Abstract

It has been proposed that heterogeneity in natural killer (NK)–cell phenotype and function can be achieved through distinct thymic and bone marrow pathways of NK-cell development. Here, we show a link between Notch signaling and the generation of intracellular CD3ϵ (cyCD3)–expressing NK cells, a cell population that can be detected in vivo.
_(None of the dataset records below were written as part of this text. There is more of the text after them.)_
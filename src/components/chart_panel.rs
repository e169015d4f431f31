//! Inline SVG rendering of simulated chart payloads.
//!
//! A message stores only the chart configuration (kind, title, point
//! count); the data series is regenerated when the panel mounts, from
//! a seed derived from the owning message, so a chart keeps the same
//! series across re-renders instead of reshuffling on every append.

#[cfg(test)]
#[path = "chart_panel_test.rs"]
mod chart_panel_test;

use leptos::prelude::*;
use rand::SeedableRng;
use rand::rngs::SmallRng;

use crate::sim::chart_data::{self, ChartPoint};
use crate::state::message::{ChartKind, ChartSpec};

const CHART_COLORS: [&str; 7] = [
    "#8884d8", "#82ca9d", "#ffc658", "#ff8042", "#0088FE", "#00C49F", "#FFBB28",
];

const WIDTH: f64 = 320.0;
const HEIGHT: f64 = 180.0;

/// Chart embedded in an assistant message bubble. `seed` pins the data
/// series to the message that owns the chart.
#[component]
pub fn ChartPanel(spec: ChartSpec, seed: u64) -> impl IntoView {
    let points = chart_data::generate(spec.point_count, &mut SmallRng::seed_from_u64(seed));

    let body = match spec.kind {
        ChartKind::Line => line_chart(&points).into_any(),
        ChartKind::Bar => bar_chart(&points).into_any(),
        ChartKind::Pie => pie_chart(&points).into_any(),
        ChartKind::Area => area_chart(&points).into_any(),
    };

    view! {
        <div class="chart-panel">
            <h3 class="chart-panel__title">{spec.title}</h3>
            <svg class="chart-panel__svg" viewBox=format!("0 0 {WIDTH} {HEIGHT}")>
                {body}
            </svg>
        </div>
    }
}

fn line_chart(points: &[ChartPoint]) -> impl IntoView {
    let value = polyline_points(&series(points, |p| p.value), 1000);
    let sales = polyline_points(&series(points, |p| p.sales), 800);
    view! {
        <polyline points=value fill="none" stroke=CHART_COLORS[0]/>
        <polyline points=sales fill="none" stroke=CHART_COLORS[1]/>
    }
}

fn bar_chart(points: &[ChartPoint]) -> impl IntoView {
    let slot = WIDTH / points.len().max(1) as f64;
    let bar = slot * 0.35;
    points
        .iter()
        .enumerate()
        .map(|(i, p)| {
            let x = i as f64 * slot + slot * 0.1;
            let value_h = scaled(p.value, 1000);
            let profit_h = scaled(p.profit, 500);
            view! {
                <rect
                    x=fmt(x)
                    y=fmt(HEIGHT - value_h)
                    width=fmt(bar)
                    height=fmt(value_h)
                    fill=CHART_COLORS[0]
                />
                <rect
                    x=fmt(x + bar)
                    y=fmt(HEIGHT - profit_h)
                    width=fmt(bar)
                    height=fmt(profit_h)
                    fill=CHART_COLORS[1]
                />
            }
        })
        .collect::<Vec<_>>()
}

fn pie_chart(points: &[ChartPoint]) -> impl IntoView {
    pie_slices(points)
        .into_iter()
        .enumerate()
        .map(|(i, d)| {
            view! { <path d=d fill=CHART_COLORS[i % CHART_COLORS.len()]/> }
        })
        .collect::<Vec<_>>()
}

fn area_chart(points: &[ChartPoint]) -> impl IntoView {
    let revenue = area_polygon(&series(points, |p| p.revenue), 1200);
    let profit = area_polygon(&series(points, |p| p.profit), 500);
    view! {
        <polygon points=revenue fill=CHART_COLORS[0] style="opacity: 0.6"/>
        <polygon points=profit fill=CHART_COLORS[1] style="opacity: 0.6"/>
    }
}

fn series(points: &[ChartPoint], field: impl Fn(&ChartPoint) -> u32) -> Vec<u32> {
    points.iter().map(field).collect()
}

/// Height of `value` normalized against `max`.
fn scaled(value: u32, max: u32) -> f64 {
    f64::from(value) / f64::from(max) * HEIGHT
}

fn fmt(value: f64) -> String {
    format!("{value:.1}")
}

/// "x,y x,y ..." pairs spanning the full width, y flipped so larger
/// values sit higher.
fn polyline_points(values: &[u32], max: u32) -> String {
    let step = if values.len() > 1 {
        WIDTH / (values.len() - 1) as f64
    } else {
        0.0
    };
    values
        .iter()
        .enumerate()
        .map(|(i, v)| format!("{:.1},{:.1}", i as f64 * step, HEIGHT - scaled(*v, max)))
        .collect::<Vec<_>>()
        .join(" ")
}

/// Polyline closed down to the baseline on both ends.
fn area_polygon(values: &[u32], max: u32) -> String {
    if values.is_empty() {
        return String::new();
    }
    format!("0,{HEIGHT} {} {WIDTH},{HEIGHT}", polyline_points(values, max))
}

/// Path data for one pie slice per point, proportional to `value`.
/// Sweeps are clamped just short of a full turn so a single-slice pie
/// still draws a visible arc.
fn pie_slices(points: &[ChartPoint]) -> Vec<String> {
    let total: f64 = points.iter().map(|p| f64::from(p.value)).sum();
    if total <= 0.0 {
        return Vec::new();
    }

    let (cx, cy) = (WIDTH / 2.0, HEIGHT / 2.0);
    let r = HEIGHT * 0.45;
    let mut angle = -std::f64::consts::FRAC_PI_2;

    points
        .iter()
        .map(|p| {
            let sweep = (f64::from(p.value) / total * std::f64::consts::TAU)
                .min(std::f64::consts::TAU - 1e-4);
            let (x0, y0) = (cx + r * angle.cos(), cy + r * angle.sin());
            let end = angle + sweep;
            let (x1, y1) = (cx + r * end.cos(), cy + r * end.sin());
            let large = i32::from(sweep > std::f64::consts::PI);
            angle = end;
            format!("M {cx:.1} {cy:.1} L {x0:.1} {y0:.1} A {r:.1} {r:.1} 0 {large} 1 {x1:.1} {y1:.1} Z")
        })
        .collect()
}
Differentiation of human CD34+ cord blood progenitors in IL-15–supplemented fetal thymus organ culture or OP9-Delta-like 1 (DL1) coculture resulted in a high percentage of cyCD3+ NK cells that was blocked by the γ-secretase inhibitor DAPT. The requirement for Notch signaling to generate cyCD3+ NK cells was further illustrated by transduction of CD34+ cord blood (CB) cells with either the active intracellular part of Notch or the dominant-negative mutant of mastermind-like protein 1 that resulted in the generation of NK cells with respectively high or low frequencies of cyCD3. Human thymic CD34+ progenitor cells displayed the potential to generate cyCD3+ NK cells, even in the absence of Notch/DL1 signaling. Peripheral blood NK cells were unable to induce cyCD3 expression after DL1 exposure, indicating that Notch-dependent cyCD3 expression can only be achieved during the early phase of NK-cell differentiation.